*EXERCISE PROMPT*
Among the lines below, a stretch begins at the one with "pub mod handlers;" and ends at the one with "pub use service::ToyService;". Repeat that stretch exactly, ends included.
= Beginning of Section =
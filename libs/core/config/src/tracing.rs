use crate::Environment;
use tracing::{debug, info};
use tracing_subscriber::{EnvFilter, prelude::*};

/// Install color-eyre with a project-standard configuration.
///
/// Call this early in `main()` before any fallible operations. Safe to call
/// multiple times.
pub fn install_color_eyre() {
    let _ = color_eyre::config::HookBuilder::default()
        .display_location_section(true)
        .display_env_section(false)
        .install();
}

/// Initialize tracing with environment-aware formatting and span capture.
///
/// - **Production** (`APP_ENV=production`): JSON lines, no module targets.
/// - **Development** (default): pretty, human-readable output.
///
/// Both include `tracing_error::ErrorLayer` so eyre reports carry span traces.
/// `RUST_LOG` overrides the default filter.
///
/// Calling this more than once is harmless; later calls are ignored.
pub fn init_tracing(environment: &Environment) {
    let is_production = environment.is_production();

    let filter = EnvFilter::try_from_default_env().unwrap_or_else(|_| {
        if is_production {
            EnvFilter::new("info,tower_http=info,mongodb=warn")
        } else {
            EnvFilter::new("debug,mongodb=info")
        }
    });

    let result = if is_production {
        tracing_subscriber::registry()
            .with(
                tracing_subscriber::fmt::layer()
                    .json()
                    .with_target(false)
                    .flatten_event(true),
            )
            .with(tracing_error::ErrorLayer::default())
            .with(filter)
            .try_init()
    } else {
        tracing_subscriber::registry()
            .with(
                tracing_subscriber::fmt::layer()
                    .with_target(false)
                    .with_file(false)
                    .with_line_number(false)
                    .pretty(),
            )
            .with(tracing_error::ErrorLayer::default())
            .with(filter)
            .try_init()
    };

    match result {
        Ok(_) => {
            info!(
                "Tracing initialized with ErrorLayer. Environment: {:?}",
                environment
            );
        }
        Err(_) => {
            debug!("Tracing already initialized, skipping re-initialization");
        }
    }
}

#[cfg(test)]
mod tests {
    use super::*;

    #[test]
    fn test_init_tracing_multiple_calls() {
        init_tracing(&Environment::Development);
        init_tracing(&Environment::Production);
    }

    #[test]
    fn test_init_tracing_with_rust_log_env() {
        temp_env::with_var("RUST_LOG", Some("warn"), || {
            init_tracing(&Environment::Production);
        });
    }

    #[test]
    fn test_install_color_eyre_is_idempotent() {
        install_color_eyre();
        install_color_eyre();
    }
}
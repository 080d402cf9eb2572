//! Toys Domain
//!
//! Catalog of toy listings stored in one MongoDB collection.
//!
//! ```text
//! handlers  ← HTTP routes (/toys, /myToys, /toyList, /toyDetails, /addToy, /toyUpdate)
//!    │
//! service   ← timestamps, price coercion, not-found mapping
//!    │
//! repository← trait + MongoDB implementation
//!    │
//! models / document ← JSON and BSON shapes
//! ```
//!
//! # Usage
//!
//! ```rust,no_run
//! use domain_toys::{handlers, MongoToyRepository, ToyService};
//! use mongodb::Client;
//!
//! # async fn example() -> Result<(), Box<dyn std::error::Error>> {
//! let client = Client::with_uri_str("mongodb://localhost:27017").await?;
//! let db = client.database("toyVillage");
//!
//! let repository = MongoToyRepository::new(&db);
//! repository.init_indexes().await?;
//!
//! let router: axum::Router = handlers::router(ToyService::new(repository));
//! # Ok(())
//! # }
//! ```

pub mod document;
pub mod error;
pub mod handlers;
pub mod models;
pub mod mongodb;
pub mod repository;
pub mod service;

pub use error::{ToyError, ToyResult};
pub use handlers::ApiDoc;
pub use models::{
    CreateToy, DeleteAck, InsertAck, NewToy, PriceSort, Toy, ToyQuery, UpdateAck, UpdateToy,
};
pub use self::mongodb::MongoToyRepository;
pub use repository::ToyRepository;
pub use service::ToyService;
= End of Section =
= Beginning of Section =
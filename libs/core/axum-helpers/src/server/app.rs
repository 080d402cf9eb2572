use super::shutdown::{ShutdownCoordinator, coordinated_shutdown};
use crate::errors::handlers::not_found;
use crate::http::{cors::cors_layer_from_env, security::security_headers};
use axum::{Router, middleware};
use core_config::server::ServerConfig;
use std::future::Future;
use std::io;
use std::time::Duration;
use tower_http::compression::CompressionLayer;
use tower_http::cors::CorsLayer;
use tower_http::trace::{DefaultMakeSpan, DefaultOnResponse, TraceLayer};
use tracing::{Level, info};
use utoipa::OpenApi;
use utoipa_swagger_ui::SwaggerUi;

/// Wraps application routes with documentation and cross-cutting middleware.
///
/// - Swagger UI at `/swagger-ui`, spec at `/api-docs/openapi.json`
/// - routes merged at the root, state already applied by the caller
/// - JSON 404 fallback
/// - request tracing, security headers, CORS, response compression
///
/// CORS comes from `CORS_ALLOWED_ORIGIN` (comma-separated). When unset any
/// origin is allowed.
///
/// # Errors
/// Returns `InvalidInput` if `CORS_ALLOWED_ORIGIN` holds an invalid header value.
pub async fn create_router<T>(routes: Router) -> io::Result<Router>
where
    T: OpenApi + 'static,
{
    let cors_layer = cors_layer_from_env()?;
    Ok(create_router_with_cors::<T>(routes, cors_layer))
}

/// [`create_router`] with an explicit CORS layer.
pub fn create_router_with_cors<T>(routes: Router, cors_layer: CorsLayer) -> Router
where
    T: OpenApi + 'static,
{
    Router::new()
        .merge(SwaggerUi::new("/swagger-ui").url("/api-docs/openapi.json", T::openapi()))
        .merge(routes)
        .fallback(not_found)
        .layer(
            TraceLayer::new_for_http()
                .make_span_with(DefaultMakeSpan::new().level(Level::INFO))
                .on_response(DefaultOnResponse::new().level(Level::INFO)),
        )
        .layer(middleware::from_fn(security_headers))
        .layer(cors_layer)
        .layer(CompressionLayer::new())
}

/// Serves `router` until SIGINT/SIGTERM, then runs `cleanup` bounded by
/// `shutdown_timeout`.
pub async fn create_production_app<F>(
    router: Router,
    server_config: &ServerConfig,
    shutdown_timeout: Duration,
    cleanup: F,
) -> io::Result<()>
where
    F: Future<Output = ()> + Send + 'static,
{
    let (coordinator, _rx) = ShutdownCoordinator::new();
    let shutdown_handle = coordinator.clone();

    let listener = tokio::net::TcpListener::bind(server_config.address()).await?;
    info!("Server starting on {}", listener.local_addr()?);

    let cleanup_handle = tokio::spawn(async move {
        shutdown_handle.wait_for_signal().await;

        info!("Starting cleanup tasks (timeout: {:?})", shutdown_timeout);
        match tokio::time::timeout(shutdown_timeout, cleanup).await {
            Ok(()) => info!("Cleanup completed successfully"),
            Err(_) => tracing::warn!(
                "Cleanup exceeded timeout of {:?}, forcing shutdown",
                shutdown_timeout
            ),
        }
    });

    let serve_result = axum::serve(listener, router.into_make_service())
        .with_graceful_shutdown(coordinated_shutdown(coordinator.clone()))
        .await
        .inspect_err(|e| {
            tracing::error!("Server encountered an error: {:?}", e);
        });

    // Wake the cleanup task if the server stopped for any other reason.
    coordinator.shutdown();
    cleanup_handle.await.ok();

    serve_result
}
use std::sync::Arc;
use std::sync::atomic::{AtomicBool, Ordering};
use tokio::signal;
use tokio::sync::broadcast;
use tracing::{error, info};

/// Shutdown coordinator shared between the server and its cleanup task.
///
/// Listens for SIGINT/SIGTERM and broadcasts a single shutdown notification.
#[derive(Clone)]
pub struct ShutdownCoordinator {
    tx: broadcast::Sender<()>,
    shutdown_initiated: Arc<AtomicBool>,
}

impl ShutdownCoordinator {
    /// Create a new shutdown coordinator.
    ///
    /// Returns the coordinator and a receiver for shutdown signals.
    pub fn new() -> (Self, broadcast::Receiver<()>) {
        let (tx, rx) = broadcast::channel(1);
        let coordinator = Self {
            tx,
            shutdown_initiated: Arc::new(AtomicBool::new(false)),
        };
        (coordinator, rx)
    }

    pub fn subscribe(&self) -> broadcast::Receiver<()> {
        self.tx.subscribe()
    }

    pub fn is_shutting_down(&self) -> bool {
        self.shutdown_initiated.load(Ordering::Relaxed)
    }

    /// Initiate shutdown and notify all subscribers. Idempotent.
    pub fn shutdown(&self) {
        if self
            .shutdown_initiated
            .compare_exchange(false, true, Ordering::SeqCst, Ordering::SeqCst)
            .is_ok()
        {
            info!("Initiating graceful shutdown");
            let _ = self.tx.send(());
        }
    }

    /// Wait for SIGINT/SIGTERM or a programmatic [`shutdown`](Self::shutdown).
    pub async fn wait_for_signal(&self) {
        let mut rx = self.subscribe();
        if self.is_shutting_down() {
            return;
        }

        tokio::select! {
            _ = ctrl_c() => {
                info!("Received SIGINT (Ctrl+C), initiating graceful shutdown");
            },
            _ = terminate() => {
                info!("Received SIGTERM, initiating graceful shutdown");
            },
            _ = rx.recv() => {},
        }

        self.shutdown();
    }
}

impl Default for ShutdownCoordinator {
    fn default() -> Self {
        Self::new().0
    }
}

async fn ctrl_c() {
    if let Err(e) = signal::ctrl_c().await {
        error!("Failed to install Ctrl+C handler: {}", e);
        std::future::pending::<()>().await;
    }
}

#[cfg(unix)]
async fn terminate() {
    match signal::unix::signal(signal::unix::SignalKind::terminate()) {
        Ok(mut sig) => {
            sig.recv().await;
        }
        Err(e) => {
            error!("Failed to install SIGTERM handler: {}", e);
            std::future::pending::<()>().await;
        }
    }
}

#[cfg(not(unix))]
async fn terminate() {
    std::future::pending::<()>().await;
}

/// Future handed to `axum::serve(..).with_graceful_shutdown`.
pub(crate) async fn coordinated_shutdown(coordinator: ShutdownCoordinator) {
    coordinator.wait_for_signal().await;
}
= End of Section =
*COMPLETED EXERCISE*
pub mod handlers;
pub mod models;
pub mod mongodb;
pub mod repository;
pub mod service;

pub use error::{ToyError, ToyResult};
pub use handlers::ApiDoc;
pub use models::{
    CreateToy, DeleteAck, InsertAck, NewToy, PriceSort, Toy, ToyQuery, UpdateAck, UpdateToy,
};
pub use self::mongodb::MongoToyRepository;
pub use repository::ToyRepository;
pub use service::ToyService;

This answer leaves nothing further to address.